Data records START

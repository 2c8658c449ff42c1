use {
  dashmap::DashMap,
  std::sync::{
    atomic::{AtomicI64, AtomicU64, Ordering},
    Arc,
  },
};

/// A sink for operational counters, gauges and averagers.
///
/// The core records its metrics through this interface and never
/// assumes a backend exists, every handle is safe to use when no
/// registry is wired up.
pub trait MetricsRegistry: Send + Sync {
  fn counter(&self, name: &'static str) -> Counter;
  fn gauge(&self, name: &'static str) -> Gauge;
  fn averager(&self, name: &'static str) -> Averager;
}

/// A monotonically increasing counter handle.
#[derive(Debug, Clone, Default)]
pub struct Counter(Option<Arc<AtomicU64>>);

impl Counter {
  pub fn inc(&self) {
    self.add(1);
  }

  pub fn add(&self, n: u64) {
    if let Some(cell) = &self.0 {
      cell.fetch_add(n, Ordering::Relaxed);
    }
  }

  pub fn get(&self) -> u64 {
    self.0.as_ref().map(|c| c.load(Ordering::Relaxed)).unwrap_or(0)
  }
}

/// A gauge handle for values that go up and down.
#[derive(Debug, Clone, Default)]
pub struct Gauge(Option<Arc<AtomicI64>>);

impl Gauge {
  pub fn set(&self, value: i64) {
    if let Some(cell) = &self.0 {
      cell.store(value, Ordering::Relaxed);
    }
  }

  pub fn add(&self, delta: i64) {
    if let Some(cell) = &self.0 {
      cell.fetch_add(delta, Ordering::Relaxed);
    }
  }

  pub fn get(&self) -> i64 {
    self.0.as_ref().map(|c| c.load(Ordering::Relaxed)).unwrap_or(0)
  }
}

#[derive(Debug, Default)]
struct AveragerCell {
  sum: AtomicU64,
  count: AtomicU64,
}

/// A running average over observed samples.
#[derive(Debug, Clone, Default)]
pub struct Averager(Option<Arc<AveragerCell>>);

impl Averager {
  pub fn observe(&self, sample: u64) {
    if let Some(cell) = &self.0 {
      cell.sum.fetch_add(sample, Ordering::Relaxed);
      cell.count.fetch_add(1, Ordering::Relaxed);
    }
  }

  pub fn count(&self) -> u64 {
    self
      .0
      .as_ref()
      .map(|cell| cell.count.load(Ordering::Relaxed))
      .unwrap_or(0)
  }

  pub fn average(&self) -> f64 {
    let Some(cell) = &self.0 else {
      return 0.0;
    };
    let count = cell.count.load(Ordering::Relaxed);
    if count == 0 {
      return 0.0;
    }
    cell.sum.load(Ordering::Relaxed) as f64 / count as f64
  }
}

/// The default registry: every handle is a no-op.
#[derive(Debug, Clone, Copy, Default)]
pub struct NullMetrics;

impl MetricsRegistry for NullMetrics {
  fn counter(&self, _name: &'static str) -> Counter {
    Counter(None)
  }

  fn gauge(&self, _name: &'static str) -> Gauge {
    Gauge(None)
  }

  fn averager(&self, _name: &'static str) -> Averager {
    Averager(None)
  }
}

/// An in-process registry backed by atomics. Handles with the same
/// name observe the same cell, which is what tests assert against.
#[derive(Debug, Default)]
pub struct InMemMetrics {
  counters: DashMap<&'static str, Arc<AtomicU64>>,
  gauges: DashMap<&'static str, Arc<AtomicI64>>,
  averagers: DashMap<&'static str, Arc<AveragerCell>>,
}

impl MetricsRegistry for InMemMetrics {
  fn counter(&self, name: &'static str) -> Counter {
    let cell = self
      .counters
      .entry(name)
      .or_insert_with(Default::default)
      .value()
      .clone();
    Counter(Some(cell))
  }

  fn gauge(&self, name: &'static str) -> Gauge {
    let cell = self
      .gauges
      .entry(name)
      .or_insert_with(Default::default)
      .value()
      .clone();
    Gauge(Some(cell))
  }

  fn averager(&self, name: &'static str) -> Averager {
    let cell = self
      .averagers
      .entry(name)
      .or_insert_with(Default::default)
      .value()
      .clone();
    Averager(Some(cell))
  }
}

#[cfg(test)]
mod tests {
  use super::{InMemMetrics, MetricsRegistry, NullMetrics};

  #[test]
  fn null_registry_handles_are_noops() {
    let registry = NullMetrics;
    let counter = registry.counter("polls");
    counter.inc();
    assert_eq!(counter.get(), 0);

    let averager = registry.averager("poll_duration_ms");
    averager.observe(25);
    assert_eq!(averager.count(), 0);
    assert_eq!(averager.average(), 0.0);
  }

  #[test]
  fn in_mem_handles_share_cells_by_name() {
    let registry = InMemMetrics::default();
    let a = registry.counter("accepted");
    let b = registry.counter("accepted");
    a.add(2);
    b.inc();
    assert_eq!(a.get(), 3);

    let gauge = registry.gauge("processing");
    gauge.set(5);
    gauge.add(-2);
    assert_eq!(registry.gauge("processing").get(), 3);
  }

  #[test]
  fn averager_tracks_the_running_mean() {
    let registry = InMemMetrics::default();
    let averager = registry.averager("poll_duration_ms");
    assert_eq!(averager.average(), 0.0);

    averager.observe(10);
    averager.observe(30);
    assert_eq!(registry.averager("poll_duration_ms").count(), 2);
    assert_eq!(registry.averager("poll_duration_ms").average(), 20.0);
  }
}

Data records END

**Your objective**.
Transcribe every entry exactly, omitting nothing.

**Your response**.
repository 2c8658c449ff42c1
use {
  dashmap::DashMap,
  std::sync::{
    atomic::{AtomicI64, AtomicU64, Ordering},
    Arc,
  },
};

/// A sink for operational counters, gauges and averagers.
///
/// The core records its metrics through this interface and never
/// assumes a backend exists, every handle is safe to use when no
/// registry is wired up.
pub trait MetricsRegistry: Send + Sync {
  fn counter(&self, name: &'static str) -> Counter;
  fn gauge(&self, name: &'static str) -> Gauge;
  fn averager(&self, name: &'static str) -> Averager;
}

/// A monotonically increasing counter handle.
#[derive(Debug, Clone, Default)]
pub struct Counter(Option<Arc<AtomicU64>>);

impl Counter {
  pub fn inc(&self) {
    self.add(1);
  }

  pub fn add(&self, n: u64) {
    if let Some(cell) = &self.0 {
      cell.fetch_add(n, Ordering::Relaxed);
    }
  }

  pub fn get(&self) -> u64 {
    self.0.as_ref().map(|c| c.load(Ordering::Relaxed)).unwrap_or(0)
  }
}

/// A gauge handle for values that go up and down.
#[derive(Debug, Clone, Default)]
pub struct Gauge(Option<Arc<AtomicI64>>);

impl Gauge {
  pub fn set(&self, value: i64) {
    if let Some(cell) = &self.0 {
      cell.store(value, Ordering::Relaxed);
    }
  }

  pub fn add(&self, delta: i64) {
    if let Some(cell) = &self.0 {
      cell.fetch_add(delta, Ordering::Relaxed);
    }
  }

  pub fn get(&self) -> i64 {
    self.0.as_ref().map(|c| c.load(Ordering::Relaxed)).unwrap_or(0)
  }
}

#[derive(Debug, Default)]
struct AveragerCell {
  sum: AtomicU64,
  count: AtomicU64,
}

/// A running average over observed samples.
#[derive(Debug, Clone, Default)]
pub struct Averager(Option<Arc<AveragerCell>>);

impl Averager {
  pub fn observe(&self, sample: u64) {
    if let Some(cell) = &self.0 {
      cell.sum.fetch_add(sample, Ordering::Relaxed);
      cell.count.fetch_add(1, Ordering::Relaxed);
    }
  }

  pub fn count(&self) -> u64 {
    self
      .0
      .as_ref()
      .map(|cell| cell.count.load(Ordering::Relaxed))
      .unwrap_or(0)
  }

  pub fn average(&self) -> f64 {
    let Some(cell) = &self.0 else {
      return 0.0;
    };
    let count = cell.count.load(Ordering::Relaxed);
    if count == 0 {
      return 0.0;
    }
    cell.sum.load(Ordering::Relaxed) as f64 / count as f64
  }
}

/// The default registry: every handle is a no-op.
#[derive(Debug, Clone, Copy, Default)]
pub struct NullMetrics;

impl MetricsRegistry for NullMetrics {
  fn counter(&self, _name: &'static str) -> Counter {
    Counter(None)
  }

  fn gauge(&self, _name: &'static str) -> Gauge {
    Gauge(None)
  }

  fn averager(&self, _name: &'static str) -> Averager {
    Averager(None)
  }
}

/// An in-process registry backed by atomics. Handles with the same
/// name observe the same cell, which is what tests assert against.
#[derive(Debug, Default)]
pub struct InMemMetrics {
  counters: DashMap<&'static str, Arc<AtomicU64>>,
  gauges: DashMap<&'static str, Arc<AtomicI64>>,
  averagers: DashMap<&'static str, Arc<AveragerCell>>,
}

impl MetricsRegistry for InMemMetrics {
  fn counter(&self, name: &'static str) -> Counter {
    let cell = self
      .counters
      .entry(name)
      .or_insert_with(Default::default)
      .value()
      .clone();
    Counter(Some(cell))
  }

  fn gauge(&self, name: &'static str) -> Gauge {
    let cell = self
      .gauges
      .entry(name)
      .or_insert_with(Default::default)
      .value()
      .clone();
    Gauge(Some(cell))
  }

  fn averager(&self, name: &'static str) -> Averager {
    let cell = self
      .averagers
      .entry(name)
      .or_insert_with(Default::default)
      .value()
      .clone();
    Averager(Some(cell))
  }
}

#[cfg(test)]
mod tests {
  use super::{InMemMetrics, MetricsRegistry, NullMetrics};

  #[test]
  fn null_registry_handles_are_noops() {
    let registry = NullMetrics;
    let counter = registry.counter("polls");
    counter.inc();
    assert_eq!(counter.get(), 0);

    let averager = registry.averager("poll_duration_ms");
    averager.observe(25);
    assert_eq!(averager.count(), 0);
    assert_eq!(averager.average(), 0.0);
  }

  #[test]
  fn in_mem_handles_share_cells_by_name() {
    let registry = InMemMetrics::default();
    let a = registry.counter("accepted");
    let b = registry.counter("accepted");
    a.add(2);
    b.inc();
    assert_eq!(a.get(), 3);

    let gauge = registry.gauge("processing");
    gauge.set(5);
    gauge.add(-2);
    assert_eq!(registry.gauge("processing").get(), 3);
  }

  #[test]
  fn averager_tracks_the_running_mean() {
    let registry = InMemMetrics::default();
    let averager = registry.averager("poll_duration_ms");
    assert_eq!(averager.average(), 0.0);

    averager.observe(10);
    averager.observe(30);
    assert_eq!(registry.averager("poll_duration_ms").count(), 2);
    assert_eq!(registry.averager("poll_duration_ms").average(), 20.0);
  }
}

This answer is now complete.